SOAP NOTE: Concussion
Other good links to check out:
CC: “I fell and hit my hit while playing basketball.”
HPI: 13 year old male presents with mother, who brought him into clinic after receiving call from school nurse after having headaches and difficulty concentrating in class. He was playing basketball in his driveway last evening, and lost balance and fell hitting the back of his head on concrete. No loss of consciousness. Patient remembers hitting his head and friend giving him a hand to get up, forgot to tell mother. This morning (1 hour ago) he was seen at school RN’s office complaining of difficulty concentrating in class, headache (8/10) and vomiting x2. No nausea/vomiting since. No seizures. Now, headache is still 8/10. Light makes it worse. Mother states patient is acting normal, does not appear confused. Mother states that it is very unusual for patient to complain of headaches. No prior history of headaches. Mother is concerned because she has heard a lot in the media about kids with concussions and he has a basketball game scheduled tomorrow evening.
PMH: No chronic health conditions, no childhood diseases, no overnight hospitalizations or surgeries.
FH: No significant family history of neurologic diseases, sudden death under age 50, or stroke
SH: Lives in a single family home with mother and 17yo brother. No pets. Self described as “energetic and good at sports.” Active athlete currently in basketball season. Also plays baseball and football. Doing well in school, no developmental delays reported by mother.
Mother works in HR at a pharmaceutical company. No smokers at home.
Allergies: Mild seasonal allergies in spring – watery eyes, nasal congestion and cough
Meds: Zyrtec in spring season for allergies (not currently taking)
Immunizations: Needs flu shot for the season, but otherwise up to date.
VS: T 98.6F, RR 16, HR 72, BP 128/80 Ht 68 in Wt 132 lbs
General: Well nourished, well developed. Alert and oriented to time, place and person. Posture upright, intermittently rubs temples. Squinting. Friendly. Moves easily onto exam table, gait is smooth and even. Speech is appropriate and smooth. No history of developmental delays or disorders.
Diagnostics: Not indicated
Assessment: Concussion, without loss of consciousness
RTC in 2 days for evaluation of headache, or PRN if condition worsens
Ask the parent/child about how the injury occurred, type of force and location of the head when the blow was received – different biomechanics of injury can cause different symptoms.
Ask if memory loss (amnesia) occurred – even a few seconds of memory loss can predict serious injury.
After taking a general history, use the ACE form to assess concussion symptoms and risk factors for serious injury
Children and young adults (age 5-24 years) are at the highest risk for mild traumatic brain injuries (MBTI).
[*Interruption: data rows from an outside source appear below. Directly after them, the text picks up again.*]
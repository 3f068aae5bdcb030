use super::{Formatter, ToSql};

/// Comma delimited
pub(crate) struct Comma<L>(pub(crate) L);

/// Delimited by an arbitrary separator
pub(crate) struct Delimited<L>(pub(crate) L, pub(crate) &'static str);

impl<L> ToSql for Comma<L>
where
    L: IntoIterator,
    L::Item: ToSql,
{
    fn to_sql(self, f: &mut Formatter<'_>) {
        Delimited(self.0, ", ").to_sql(f);
    }
}

impl<L> ToSql for Delimited<L>
where
    L: IntoIterator,
    L::Item: ToSql,
{
    fn to_sql(self, f: &mut Formatter<'_>) {
        let mut s = "";
        for i in self.0 {
            fmt!(f, s i);
            s = self.1;
        }
    }
}
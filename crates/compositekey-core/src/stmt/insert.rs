use super::{Query, Value};
use crate::{
    schema::{Field, FieldId, ModelId},
    Error, Result,
};

use indexmap::IndexMap;

/// An INSERT of one or more records.
#[derive(Debug, Clone)]
pub struct InsertQuery {
    pub query: Query,

    /// Fields to insert. Empty inserts only the primary key using the
    /// database default.
    pub fields: Vec<FieldId>,

    pub objs: Vec<Record>,

    /// Use stored values as-is, skipping save preparation
    pub raw: bool,

    /// Ask the database for the generated primary key
    pub return_id: bool,
}

/// Field values of one object, keyed by field name.
#[derive(Debug, Clone, Default, PartialEq)]
pub struct Record {
    values: IndexMap<String, Value>,
}

impl InsertQuery {
    pub fn new(model: ModelId) -> InsertQuery {
        InsertQuery {
            query: Query::new(model),
            fields: vec![],
            objs: vec![],
            raw: false,
            return_id: false,
        }
    }

    pub fn insert_values(&mut self, fields: Vec<FieldId>, objs: Vec<Record>, raw: bool) {
        self.fields = fields;
        self.objs = objs;
        self.raw = raw;
    }
}

impl Record {
    pub fn new() -> Record {
        Record::default()
    }

    pub fn set(mut self, name: impl Into<String>, value: impl Into<Value>) -> Record {
        self.values.insert(name.into(), value.into());
        self
    }

    pub fn get(&self, name: &str) -> Option<&Value> {
        self.values.get(name)
    }
}

impl<K: Into<String>, V: Into<Value>> FromIterator<(K, V)> for Record {
    fn from_iter<T: IntoIterator<Item = (K, V)>>(iter: T) -> Self {
        Record {
            values: iter
                .into_iter()
                .map(|(name, value)| (name.into(), value.into()))
                .collect(),
        }
    }
}

impl Field {
    /// The value to save for this field: the record's value, else the
    /// field's default, else NULL.
    pub fn pre_save(&self, record: &Record) -> Value {
        record
            .get(&self.name)
            .or(self.default.as_ref())
            .cloned()
            .unwrap_or_default()
    }

    /// Converts a field value into one value per column.
    pub fn db_prep_save(&self, value: Value) -> Result<Vec<Value>> {
        let arity = self.column.arity();

        match value {
            Value::Null => Ok(vec![Value::Null; arity]),
            Value::Composite(key) if key.len() == arity && arity > 1 => Ok(key.disassemble()),
            Value::Composite(key) => Err(Error::arity(arity, key.len())),
            value if arity == 1 => Ok(vec![value]),
            _ => Err(Error::arity(arity, 1)),
        }
    }
}
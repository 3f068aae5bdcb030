mod adhoc;
mod arity;
mod field_not_found;
mod invalid_config;
mod invalid_schema;
mod unsupported_operation;

use adhoc::AdhocError;
use arity::ArityError;
use field_not_found::FieldNotFound;
use invalid_config::InvalidConfig;
use invalid_schema::InvalidSchema;
use std::sync::Arc;
use unsupported_operation::UnsupportedOperation;

/// Returns early with an ad-hoc [`Error`] built from a format string.
#[macro_export]
macro_rules! bail {
    ($($arg:tt)*) => {
        return Err($crate::Error::from_args(format_args!($($arg)*)))
    };
}

/// Builds an ad-hoc [`Error`] from a format string.
#[macro_export]
macro_rules! err {
    ($($arg:tt)*) => {
        $crate::Error::from_args(format_args!($($arg)*))
    };
}

/// An error raised while declaring a schema or compiling a statement.
#[derive(Clone)]
pub struct Error {
    inner: Option<Arc<ErrorInner>>,
}

#[derive(Debug)]
struct ErrorInner {
    kind: ErrorKind,
    cause: Option<Error>,
}

impl Error {
    /// Creates an ad-hoc error from format arguments. Prefer [`err!`].
    pub fn from_args(args: core::fmt::Arguments<'_>) -> Error {
        Error::from(ErrorKind::Adhoc(AdhocError::from_args(args)))
    }

    /// Adds context to this error.
    ///
    /// Context is displayed in reverse order: the most recently added context is shown first,
    /// followed by earlier context, ending with the root cause.
    #[inline(always)]
    pub fn context(self, consequent: impl IntoError) -> Error {
        self.context_impl(consequent.into_error())
    }

    #[inline(never)]
    #[cold]
    fn context_impl(self, consequent: Error) -> Error {
        let kind = match consequent.inner {
            Some(inner) => match Arc::try_unwrap(inner) {
                Ok(inner) => inner.kind,
                Err(shared) => ErrorKind::Adhoc(AdhocError::from_args(format_args!(
                    "{}",
                    shared.kind
                ))),
            },
            None => ErrorKind::Unknown,
        };

        Error {
            inner: Some(Arc::new(ErrorInner {
                kind,
                cause: Some(self),
            })),
        }
    }

    fn chain(&self) -> impl Iterator<Item = &Error> {
        let mut err = self;
        core::iter::once(err).chain(core::iter::from_fn(move || {
            err = err.inner.as_ref().and_then(|inner| inner.cause.as_ref())?;
            Some(err)
        }))
    }

    fn kind(&self) -> &ErrorKind {
        self.inner
            .as_ref()
            .map(|inner| &inner.kind)
            .unwrap_or(&ErrorKind::Unknown)
    }
}

impl std::error::Error for Error {
    fn source(&self) -> Option<&(dyn std::error::Error + 'static)> {
        match self.kind() {
            ErrorKind::Anyhow(err) => Some(err.as_ref()),
            _ => None,
        }
    }
}

impl core::fmt::Display for Error {
    fn fmt(&self, f: &mut core::fmt::Formatter) -> core::fmt::Result {
        let mut it = self.chain().peekable();
        while let Some(err) = it.next() {
            core::fmt::Display::fmt(err.kind(), f)?;
            if it.peek().is_some() {
                f.write_str(": ")?;
            }
        }
        Ok(())
    }
}

impl core::fmt::Debug for Error {
    fn fmt(&self, f: &mut core::fmt::Formatter) -> core::fmt::Result {
        if !f.alternate() {
            core::fmt::Display::fmt(self, f)
        } else {
            let Some(ref inner) = self.inner else {
                return f.debug_struct("Error").field("kind", &"None").finish();
            };
            f.debug_struct("Error")
                .field("kind", &inner.kind)
                .field("cause", &inner.cause)
                .finish()
        }
    }
}

#[derive(Debug)]
enum ErrorKind {
    Anyhow(anyhow::Error),
    Adhoc(AdhocError),
    Arity(ArityError),
    UnsupportedOperation(UnsupportedOperation),
    FieldNotFound(FieldNotFound),
    InvalidSchema(InvalidSchema),
    InvalidConfig(InvalidConfig),
    Unknown,
}

impl core::fmt::Display for ErrorKind {
    fn fmt(&self, f: &mut core::fmt::Formatter) -> core::fmt::Result {
        use self::ErrorKind::*;

        match self {
            Anyhow(err) => core::fmt::Display::fmt(err, f),
            Adhoc(err) => core::fmt::Display::fmt(err, f),
            Arity(err) => core::fmt::Display::fmt(err, f),
            UnsupportedOperation(err) => core::fmt::Display::fmt(err, f),
            FieldNotFound(err) => core::fmt::Display::fmt(err, f),
            InvalidSchema(err) => core::fmt::Display::fmt(err, f),
            InvalidConfig(err) => core::fmt::Display::fmt(err, f),
            Unknown => f.write_str("unknown compositekey error"),
        }
    }
}

impl From<ErrorKind> for Error {
    fn from(kind: ErrorKind) -> Error {
        Error {
            inner: Some(Arc::new(ErrorInner { kind, cause: None })),
        }
    }
}

impl From<anyhow::Error> for Error {
    fn from(err: anyhow::Error) -> Error {
        Error::from(ErrorKind::Anyhow(err))
    }
}

impl From<std::io::Error> for Error {
    fn from(err: std::io::Error) -> Error {
        Error::from(anyhow::Error::from(err))
    }
}

/// Trait for types that can be converted into an Error.
pub trait IntoError {
    /// Converts this type into an Error.
    fn into_error(self) -> Error;
}

impl IntoError for Error {
    #[inline(always)]
    fn into_error(self) -> Error {
        self
    }
}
Younger children may also sustain mild to severe TBI from abuse – important to consider possibility of abuse even in the absence of a history of trauma.
Performing imaging studies should be evaluated on the basis of individual injury characteristics, and weighing the risks/benefits of the test. Imaging studies are not needed in the vast majority of traumatic brain injuries.
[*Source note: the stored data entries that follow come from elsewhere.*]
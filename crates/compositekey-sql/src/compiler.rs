//! Statement compilers.
//!
//! Every step of SQL generation that depends on how many columns a field
//! occupies goes through [`StatementCompiler`]. The provided methods
//! implement single-column behavior and refuse composite input;
//! [`CompositeKeyAwareCompiler`] lifts those restrictions.

mod composite;
pub use composite::CompositeKeyAwareCompiler;

mod default_columns;
mod from;
mod in_clause;
mod insert;
mod pre_update;
mod resolve;

use crate::serializer::{CompiledStatement, Context, Formatter};

use compositekey_core::{
    schema::{ColumnRef, FieldId, ModelId},
    stmt::{InsertQuery, Query, UpdateQuery, Value},
    Connection, Error, Result,
};

use indexmap::IndexSet;
use std::fmt::Debug;

/// Right-hand side of an IN clause.
#[derive(Debug)]
pub enum InRhs<'a> {
    /// Literal values, one per candidate row. Multi-column IN expects
    /// composite values.
    Values(&'a [Value]),

    /// A sub-select compiled into the same statement.
    Query(&'a mut Query),
}

/// A field path resolved to physical columns on a joined alias.
#[derive(Debug, Clone, PartialEq)]
pub struct ResolvedPath {
    /// Last field named by the path
    pub field: FieldId,

    /// Physical columns of the path's target, in declared order
    pub columns: Vec<String>,

    /// Alias the columns live on
    pub alias: String,

    /// Every alias visited, starting with the alias the walk began at
    pub joins: Vec<String>,

    pub model: ModelId,
}

/// Knobs for [`StatementCompiler::default_columns`].
#[derive(Debug, Default)]
pub struct ColumnOptions<'a> {
    /// Rename columns whose name was already emitted (`... AS Col3`)
    pub with_aliases: bool,

    /// Column names emitted so far, shared across calls
    pub col_aliases: Option<&'a mut IndexSet<String>>,

    /// Alias to start from; defaults to the query's base alias
    pub start_alias: Option<String>,

    /// Model whose fields are listed; defaults to the query's model
    pub model: Option<ModelId>,

    /// Return `(alias, field)` pairs instead of rendered columns
    pub as_pairs: bool,

    /// Skip fields of ancestors `from_parent` already loads
    pub from_parent: Option<ModelId>,
}

#[derive(Debug, Clone, PartialEq)]
pub enum DefaultColumns {
    Rendered {
        columns: Vec<String>,
        aliases: IndexSet<String>,
    },
    Pairs {
        pairs: Vec<(String, FieldId)>,
        aliases: IndexSet<String>,
    },
}

/// Composite-sensitive steps of statement compilation.
pub trait StatementCompiler: Debug + Send + Sync {
    /// Expands a column reference into physical column names.
    fn columns<'c>(&self, column: &'c ColumnRef) -> Result<&'c [String]> {
        match column {
            ColumnRef::Single(_) => Ok(column.columns()),
            ColumnRef::Composite(_) => Err(Error::unsupported_operation(format!(
                "composite column {column} needs the composite key compiler"
            ))),
        }
    }

    /// Writes the table list following `FROM`.
    fn from_clause(&self, cx: &Context<'_>, query: &mut Query, f: &mut Formatter<'_>) -> Result<()> {
        let composite_join = query.tables.iter().find(|alias| {
            query.refcount(alias) > 0
                && query
                    .alias_map
                    .get(*alias)
                    .is_some_and(|join| join.join_cols.len() > 1)
        });

        if let Some(alias) = composite_join {
            return Err(Error::unsupported_operation(format!(
                "join `{alias}` spans several columns"
            )));
        }

        from::from_clause(self, cx, query, f)
    }

    /// Writes `lhs IN (...)`.
    fn in_clause(
        &self,
        cx: &Context<'_>,
        lhs: &[String],
        rhs: InRhs<'_>,
        f: &mut Formatter<'_>,
    ) -> Result<()> {
        if lhs.len() != 1 {
            return Err(Error::unsupported_operation(
                "IN over several columns needs the composite key compiler",
            ));
        }

        in_clause::in_clause(self, cx, lhs, rhs, f)
    }

    /// Resolves a `__`-separated field path for ordering or `DISTINCT ON`,
    /// joining and promoting as needed.
    fn setup_joins(
        &self,
        cx: &Context<'_>,
        query: &mut Query,
        pieces: &[&str],
        model: ModelId,
        alias: Option<&str>,
    ) -> Result<ResolvedPath> {
        resolve::setup_joins(self, cx, query, pieces, model, alias)
    }

    /// Lists every concrete column of a model, joining parent tables for
    /// inherited fields.
    fn default_columns(
        &self,
        cx: &Context<'_>,
        query: &mut Query,
        options: ColumnOptions<'_>,
    ) -> Result<DefaultColumns> {
        default_columns::default_columns(self, cx, query, options)
    }

    /// Rewrites a multi-table UPDATE into a single-table one filtered by
    /// primary key.
    fn pre_update_setup(
        &self,
        cx: &Context<'_>,
        update: &mut UpdateQuery,
        conn: &mut dyn Connection,
    ) -> Result<()> {
        let pk = cx.schema.pk(update.query.model);
        if pk.column.is_composite() {
            return Err(Error::unsupported_operation(format!(
                "UPDATE on composite primary key `{}`",
                pk.column
            )));
        }

        pre_update::pre_update_setup(self, cx, update, conn)
    }

    /// Compiles an INSERT into one or more statements.
    fn insert_sql(&self, cx: &Context<'_>, insert: &InsertQuery) -> Result<Vec<CompiledStatement>> {
        insert::insert_sql(self, cx, insert)
    }
}

/// Single-column compilation.
#[derive(Debug, Clone, Copy, Default)]
pub struct DefaultCompiler;

impl StatementCompiler for DefaultCompiler {}

/// The compiler used by serializers built without an explicit choice.
pub(crate) fn default_compiler() -> Box<dyn StatementCompiler> {
    if crate::is_installed() {
        Box::new(CompositeKeyAwareCompiler)
    } else {
        Box::new(DefaultCompiler)
    }
}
The evidence-based decision tool for head injuries is the PECARN rule here:
This patient has normal mental status, no signs of basilar skull fracture, no severe mechanism of injury, no LOC, no severe headache or vomiting. He might be observed in the ED immediately following the event but no observation or imaging is needed for this stable patient the following day. Now, you are managing his concussion.
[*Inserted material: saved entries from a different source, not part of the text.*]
use super::StatementCompiler;
use crate::serializer::{CompiledStatement, Comma, Context, Formatter, ToSql};

use compositekey_core::{
    schema::Field,
    stmt::{InsertQuery, Value},
    Error, Result,
};

/// One slot of a VALUES row.
#[derive(Debug, Clone)]
enum Token<'a> {
    Param {
        value: Value,
        template: Option<&'a str>,
    },
    Literal(&'static str),
}

impl ToSql for &Token<'_> {
    fn to_sql(self, f: &mut Formatter<'_>) {
        match self {
            Token::Param { value, template } => f.param_with_template(*template, value),
            Token::Literal(token) => f.write_str(token),
        }
    }
}

struct Row<'a, 'b>(&'b [Token<'a>]);

impl ToSql for Row<'_, '_> {
    fn to_sql(self, f: &mut Formatter<'_>) {
        fmt!(f, "(" Comma(self.0) ")");
    }
}

pub(super) fn insert_sql<C: StatementCompiler + ?Sized>(
    compiler: &C,
    cx: &Context<'_>,
    insert: &InsertQuery,
) -> Result<Vec<CompiledStatement>> {
    let schema = cx.schema;
    let model = schema.model(insert.query.model);
    let pk = model.pk();

    let has_fields = !insert.fields.is_empty();
    let fields: Vec<&Field> = if has_fields {
        insert.fields.iter().map(|id| schema.field(*id)).collect()
    } else {
        vec![pk]
    };

    let mut columns = vec![];
    for field in &fields {
        columns.extend(compiler.columns(&field.column)?.iter().map(|column| cx.quote_name(column)));
    }

    let rows: Vec<Vec<Token<'_>>> = if has_fields {
        insert
            .objs
            .iter()
            .map(|obj| -> Result<Vec<Token>> {
                let mut row = vec![];
                for field in &fields {
                    let value = if insert.raw {
                        obj.get(&field.name).cloned().unwrap_or_default()
                    } else {
                        field.pre_save(obj)
                    };

                    for value in field.db_prep_save(value)? {
                        row.push(Token::Param {
                            value,
                            template: field.placeholder.as_deref(),
                        });
                    }
                }
                Ok(row)
            })
            .collect::<Result<_>>()?
    } else {
        let token = Token::Literal(cx.flavor.pk_default_value());
        insert.objs.iter().map(|_| vec![token.clone(); columns.len()]).collect()
    };

    let can_bulk = fields.iter().all(|field| field.placeholder.is_none())
        && !insert.return_id
        && cx.capability.has_bulk_insert;

    let rows = cx.flavor.modify_insert_params(rows);

    let table = cx.quote_name(&model.db_table);
    let head = format!("INSERT INTO {table} ({})", columns.join(", "));

    let can_return_key =
        cx.capability.can_return_id_from_insert && cx.capability.can_return_columns_from_insert;

    if insert.return_id && pk.column.is_composite() && !can_return_key {
        return Err(Error::unsupported_operation(format!(
            "returning composite primary key {} from INSERT into {table}",
            pk.column
        )));
    }

    if insert.return_id && cx.capability.can_return_id_from_insert {
        let Some(first) = rows.first() else {
            return Ok(vec![]);
        };

        let returning: Vec<String> = compiler
            .columns(&pk.column)?
            .iter()
            .map(|column| format!("{table}.{}", cx.quote_name(column)))
            .collect();

        let stmt = CompiledStatement::build(cx, |f| {
            fmt!(f, &head " VALUES " Row(first) " RETURNING " Comma(&returning));
            Ok(())
        })?;
        return Ok(vec![stmt]);
    }

    if can_bulk {
        if rows.is_empty() {
            return Ok(vec![]);
        }

        let stmt = CompiledStatement::build(cx, |f| {
            fmt!(f, &head " ");
            bulk_insert(cx, &columns, &rows, f);
            Ok(())
        })?;
        return Ok(vec![stmt]);
    }

    rows.iter()
        .map(|row| {
            CompiledStatement::build(cx, |f| {
                fmt!(f, &head " VALUES " Row(row));
                Ok(())
            })
        })
        .collect()
}

/// All rows in one statement. SQLite gets a `UNION ALL` of selects, naming
/// the columns on the first one.
fn bulk_insert(cx: &Context<'_>, columns: &[String], rows: &[Vec<Token<'_>>], f: &mut Formatter<'_>) {
    if !cx.flavor.is_sqlite() {
        fmt!(f, "VALUES " Comma(rows.iter().map(|row| Row(row))));
        return;
    }

    for (i, row) in rows.iter().enumerate() {
        if i == 0 {
            fmt!(f, "SELECT ");
            for (j, (token, column)) in row.iter().zip(columns).enumerate() {
                let sep = if j == 0 { "" } else { ", " };
                fmt!(f, sep token " AS " column);
            }
        } else {
            fmt!(f, " UNION ALL SELECT " Comma(row));
        }
    }
}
CT scans can identify hemorrhages or skull fractures 24-48 hours after injury.
MRI can be used 48 hours or more after injury to assess for worsening symptoms or slow intracranial bleeds
Complete the ACE Return to School/Sports form for a written action plan.
Important to discuss safety/prevention and provide education to wear properly fitted and secured helmets or protective gear whenever playing sports. An individual cannot return to playing sports when experiencing even the mildest or lingering symptoms of traumatic brain injury.